- _What this task involves_
Type out all the records again exactly.

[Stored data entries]
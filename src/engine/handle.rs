use std::thread::JoinHandle;

use log::{debug, error, info};
use tokio::sync::{mpsc, oneshot};

use crate::config::WorkerConfig;
use crate::engine::events::PipelineCommand;
use crate::engine::pipeline::RenderPipeline;
use crate::errors::WorkerError;
use crate::message::WorkerReply;
use crate::render::backend::{GlContext, MapEngine};

/// Async front of the pipeline thread.
///
/// The engine and GL context are created on, and never leave, a dedicated OS thread. Requests
/// reach it through a bounded channel with a single consumer, so they are handled strictly one
/// after the other.
pub struct PipelineHandle {
    cmd_tx: mpsc::Sender<PipelineCommand>,
    thread: Option<JoinHandle<()>>,
}

impl std::fmt::Debug for PipelineHandle {
    fn fmt(&self, f: &mut std::fmt::Formatter<'_>) -> std::fmt::Result {
        f.debug_struct("PipelineHandle")
            .field("cmd_tx", &self.cmd_tx)
            .field("running", &self.thread.is_some())
            .finish()
    }
}

impl PipelineHandle {
    /// Starts the pipeline thread and waits until it is ready to take requests.
    ///
    /// `factory` runs on the new thread and builds the engine and GL context there.
    pub async fn spawn<F, E, G>(config: WorkerConfig, factory: F) -> Result<Self, WorkerError>
    where
        F: FnOnce(&WorkerConfig) -> anyhow::Result<(E, G)> + Send + 'static,
        E: MapEngine + 'static,
        G: GlContext + 'static,
    {
        let (cmd_tx, cmd_rx) = mpsc::channel(config.channel_capacity);
        let (ready_tx, ready_rx) = oneshot::channel::<Result<(), WorkerError>>();

        let thread = std::thread::Builder::new()
            .name("render-pipeline".into())
            .spawn(move || {
                let pipeline = factory(&config)
                    .map_err(|e| WorkerError::ContextInit(format!("{e:#}")))
                    .and_then(|(engine, gl)| RenderPipeline::new(config, engine, gl));

                match pipeline {
                    Ok(pipeline) => {
                        let _ = ready_tx.send(Ok(()));
                        run(pipeline, cmd_rx);
                    }
                    Err(e) => {
                        error!("render pipeline failed to start: {e}");
                        let _ = ready_tx.send(Err(e));
                    }
                }
            })
            .map_err(|e| WorkerError::ContextInit(format!("could not start pipeline thread: {e}")))?;

        let handle = Self { cmd_tx, thread: Some(thread) };
        ready_rx.await.map_err(|_| WorkerError::PipelineGone)??;
        Ok(handle)
    }

    /// Queues `request` behind any in-flight one and waits for its reply.
    pub async fn render(&self, request: http::Request<Vec<u8>>) -> Result<WorkerReply, WorkerError> {
        let (tx, rx) = oneshot::channel();
        self.cmd_tx
            .send(PipelineCommand::Render { request, reply: tx })
            .await
            .map_err(|_| WorkerError::PipelineGone)?;

        rx.await.map_err(|_| WorkerError::PipelineGone)
    }

    /// Stops taking requests and waits for the pipeline thread to finish the current one.
    pub fn shutdown(mut self) {
        let thread = self.thread.take();
        drop(self);
        if let Some(thread) = thread {
            if thread.join().is_err() {
                error!("render pipeline thread panicked");
            }
        }
    }
}

fn run<E: MapEngine, G: GlContext>(mut pipeline: RenderPipeline<E, G>, mut cmd_rx: mpsc::Receiver<PipelineCommand>) {
    while let Some(cmd) = cmd_rx.blocking_recv() {
        match cmd {
            PipelineCommand::Render { request, reply } => {
                let response = pipeline.handle(&request);
                if reply.send(response).is_err() {
                    debug!("requester went away before the reply was ready");
                }
            }
        }
    }
    info!("render pipeline stopped");
}

#[cfg(test)]
mod tests {
    use std::time::Duration;

    use anyhow::anyhow;
    use http::StatusCode;

    use super::*;
    use crate::render::backends::null::HeadlessContext;
    use crate::testing::{take_calls, Call, CallLog, RecordingContext, RecordingEngine};

    fn config(dir: &tempfile::TempDir) -> WorkerConfig {
        WorkerConfig::builder().cache_dir(dir.path()).channel_capacity(4).build().unwrap()
    }

    #[tokio::test]
    async fn factory_failure_is_reported_from_spawn() {
        let dir = tempfile::tempdir().unwrap();
        let res = PipelineHandle::spawn(config(&dir), |_| {
            Err::<(RecordingEngine, HeadlessContext), _>(anyhow!("no display"))
        })
        .await;

        match res {
            Err(WorkerError::ContextInit(msg)) => assert!(msg.contains("no display")),
            other => panic!("unexpected {other:?}"),
        }
    }

    #[tokio::test]
    async fn health_check_round_trips_through_the_thread() {
        let dir = tempfile::tempdir().unwrap();
        let log = CallLog::default();
        let factory_log = log.clone();
        let handle = PipelineHandle::spawn(config(&dir), move |_| {
            Ok((RecordingEngine::new(factory_log.clone()), RecordingContext::new(factory_log)))
        })
        .await
        .unwrap();

        let req = http::Request::builder().uri("/check").body(Vec::new()).unwrap();
        let reply = handle.render(req).await.unwrap();
        assert_eq!(reply.status(), StatusCode::OK);
        handle.shutdown();
    }

    #[tokio::test(flavor = "multi_thread", worker_threads = 4)]
    async fn concurrent_requests_never_interleave() {
        let dir = tempfile::tempdir().unwrap();
        let log = CallLog::default();
        let factory_log = log.clone();
        let handle = PipelineHandle::spawn(config(&dir), move |_| {
            let mut engine = RecordingEngine::new(factory_log.clone());
            engine.update_delay = Duration::from_millis(2);
            Ok((engine, RecordingContext::new(factory_log)))
        })
        .await
        .unwrap();
        take_calls(&log);

        let handle = std::sync::Arc::new(handle);
        let mut tasks = Vec::new();
        for zoom in 1..=8 {
            let handle = handle.clone();
            tasks.push(tokio::spawn(async move {
                let uri = format!("/?scene=s{zoom}&width=64&height=64&lat=1&lon=1&zoom={zoom}");
                let req = http::Request::builder().uri(uri).body(Vec::new()).unwrap();
                handle.render(req).await.unwrap()
            }));
        }
        for task in tasks {
            assert_eq!(task.await.unwrap().status(), StatusCode::OK);
        }

        // every request is one contiguous batch ending in its readback
        let calls = take_calls(&log);
        let batches: Vec<&[Call]> = calls.split_inclusive(|c| *c == Call::ReadPixels).collect();
        assert_eq!(batches.len(), 8);
        for batch in batches {
            let loads = batch.iter().filter(|c| matches!(c, Call::LoadScene(_))).count();
            let zooms = batch.iter().filter(|c| matches!(c, Call::SetZoom(_))).count();
            let renders = batch.iter().filter(|c| **c == Call::Render).count();
            assert_eq!((loads, zooms, renders), (1, 1, 1), "interleaved batch: {batch:?}");
            assert_eq!(batch.last(), Some(&Call::ReadPixels));
        }
    }
}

- _Result of the task_
filename src/engine/handle.rs
use std::thread::JoinHandle;

use log::{debug, error, info};
use tokio::sync::{mpsc, oneshot};

use crate::config::WorkerConfig;
use crate::engine::events::PipelineCommand;
use crate::engine::pipeline::RenderPipeline;
use crate::errors::WorkerError;
use crate::message::WorkerReply;
use crate::render::backend::{GlContext, MapEngine};

/// Async front of the pipeline thread.
///
/// The engine and GL context are created on, and never leave, a dedicated OS thread. Requests
/// reach it through a bounded channel with a single consumer, so they are handled strictly one
/// after the other.
pub struct PipelineHandle {
    cmd_tx: mpsc::Sender<PipelineCommand>,
    thread: Option<JoinHandle<()>>,
}

impl std::fmt::Debug for PipelineHandle {
    fn fmt(&self, f: &mut std::fmt::Formatter<'_>) -> std::fmt::Result {
        f.debug_struct("PipelineHandle")
            .field("cmd_tx", &self.cmd_tx)
            .field("running", &self.thread.is_some())
            .finish()
    }
}

impl PipelineHandle {
    /// Starts the pipeline thread and waits until it is ready to take requests.
    ///
    /// `factory` runs on the new thread and builds the engine and GL context there.
    pub async fn spawn<F, E, G>(config: WorkerConfig, factory: F) -> Result<Self, WorkerError>
    where
        F: FnOnce(&WorkerConfig) -> anyhow::Result<(E, G)> + Send + 'static,
        E: MapEngine + 'static,
        G: GlContext + 'static,
    {
        let (cmd_tx, cmd_rx) = mpsc::channel(config.channel_capacity);
        let (ready_tx, ready_rx) = oneshot::channel::<Result<(), WorkerError>>();

        let thread = std::thread::Builder::new()
            .name("render-pipeline".into())
            .spawn(move || {
                let pipeline = factory(&config)
                    .map_err(|e| WorkerError::ContextInit(format!("{e:#}")))
                    .and_then(|(engine, gl)| RenderPipeline::new(config, engine, gl));

                match pipeline {
                    Ok(pipeline) => {
                        let _ = ready_tx.send(Ok(()));
                        run(pipeline, cmd_rx);
                    }
                    Err(e) => {
                        error!("render pipeline failed to start: {e}");
                        let _ = ready_tx.send(Err(e));
                    }
                }
            })
            .map_err(|e| WorkerError::ContextInit(format!("could not start pipeline thread: {e}")))?;

        let handle = Self { cmd_tx, thread: Some(thread) };
        ready_rx.await.map_err(|_| WorkerError::PipelineGone)??;
        Ok(handle)
    }

    /// Queues `request` behind any in-flight one and waits for its reply.
    pub async fn render(&self, request: http::Request<Vec<u8>>) -> Result<WorkerReply, WorkerError> {
        let (tx, rx) = oneshot::channel();
        self.cmd_tx
            .send(PipelineCommand::Render { request, reply: tx })
            .await
            .map_err(|_| WorkerError::PipelineGone)?;

        rx.await.map_err(|_| WorkerError::PipelineGone)
    }

    /// Stops taking requests and waits for the pipeline thread to finish the current one.
    pub fn shutdown(mut self) {
        let thread = self.thread.take();
        drop(self);
        if let Some(thread) = thread {
            if thread.join().is_err() {
                error!("render pipeline thread panicked");
            }
        }
    }
}

fn run<E: MapEngine, G: GlContext>(mut pipeline: RenderPipeline<E, G>, mut cmd_rx: mpsc::Receiver<PipelineCommand>) {
    while let Some(cmd) = cmd_rx.blocking_recv() {
        match cmd {
            PipelineCommand::Render { request, reply } => {
                let response = pipeline.handle(&request);
                if reply.send(response).is_err() {
                    debug!("requester went away before the reply was ready");
                }
            }
        }
    }
    info!("render pipeline stopped");
}

#[cfg(test)]
mod tests {
    use std::time::Duration;

    use anyhow::anyhow;
    use http::StatusCode;

    use super::*;
    use crate::render::backends::null::HeadlessContext;
    use crate::testing::{take_calls, Call, CallLog, RecordingContext, RecordingEngine};

    fn config(dir: &tempfile::TempDir) -> WorkerConfig {
        WorkerConfig::builder().cache_dir(dir.path()).channel_capacity(4).build().unwrap()
    }

    #[tokio::test]
    async fn factory_failure_is_reported_from_spawn() {
        let dir = tempfile::tempdir().unwrap();
        let res = PipelineHandle::spawn(config(&dir), |_| {
            Err::<(RecordingEngine, HeadlessContext), _>(anyhow!("no display"))
        })
        .await;

        match res {
            Err(WorkerError::ContextInit(msg)) => assert!(msg.contains("no display")),
            other => panic!("unexpected {other:?}"),
        }
    }

    #[tokio::test]
    async fn health_check_round_trips_through_the_thread() {
        let dir = tempfile::tempdir().unwrap();
        let log = CallLog::default();
        let factory_log = log.clone();
        let handle = PipelineHandle::spawn(config(&dir), move |_| {
            Ok((RecordingEngine::new(factory_log.clone()), RecordingContext::new(factory_log)))
        })
        .await
        .unwrap();

        let req = http::Request::builder().uri("/check").body(Vec::new()).unwrap();
        let reply = handle.render(req).await.unwrap();
        assert_eq!(reply.status(), StatusCode::OK);
        handle.shutdown();
    }

    #[tokio::test(flavor = "multi_thread", worker_threads = 4)]
    async fn concurrent_requests_never_interleave() {
        let dir = tempfile::tempdir().unwrap();
        let log = CallLog::default();
        let factory_log = log.clone();
        let handle = PipelineHandle::spawn(config(&dir), move |_| {
            let mut engine = RecordingEngine::new(factory_log.clone());
            engine.update_delay = Duration::from_millis(2);
            Ok((engine, RecordingContext::new(factory_log)))
        })
        .await
        .unwrap();
        take_calls(&log);

        let handle = std::sync::Arc::new(handle);
        let mut tasks = Vec::new();
        for zoom in 1..=8 {
            let handle = handle.clone();
            tasks.push(tokio::spawn(async move {
                let uri = format!("/?scene=s{zoom}&width=64&height=64&lat=1&lon=1&zoom={zoom}");
                let req = http::Request::builder().uri(uri).body(Vec::new()).unwrap();
                handle.render(req).await.unwrap()
            }));
        }
        for task in tasks {
            assert_eq!(task.await.unwrap().status(), StatusCode::OK);
        }

        // every request is one contiguous batch ending in its readback
        let calls = take_calls(&log);
        let batches: Vec<&[Call]> = calls.split_inclusive(|c| *c == Call::ReadPixels).collect();
        assert_eq!(batches.len(), 8);
        for batch in batches {
            let loads = batch.iter().filter(|c| matches!(c, Call::LoadScene(_))).count();
            let zooms = batch.iter().filter(|c| matches!(c, Call::SetZoom(_))).count();
            let renders = batch.iter().filter(|c| **c == Call::Render).count();
            assert_eq!((loads, zooms, renders), (1, 1, 1), "interleaved batch: {batch:?}");
            assert_eq!(batch.last(), Some(&Call::ReadPixels));
        }
    }
}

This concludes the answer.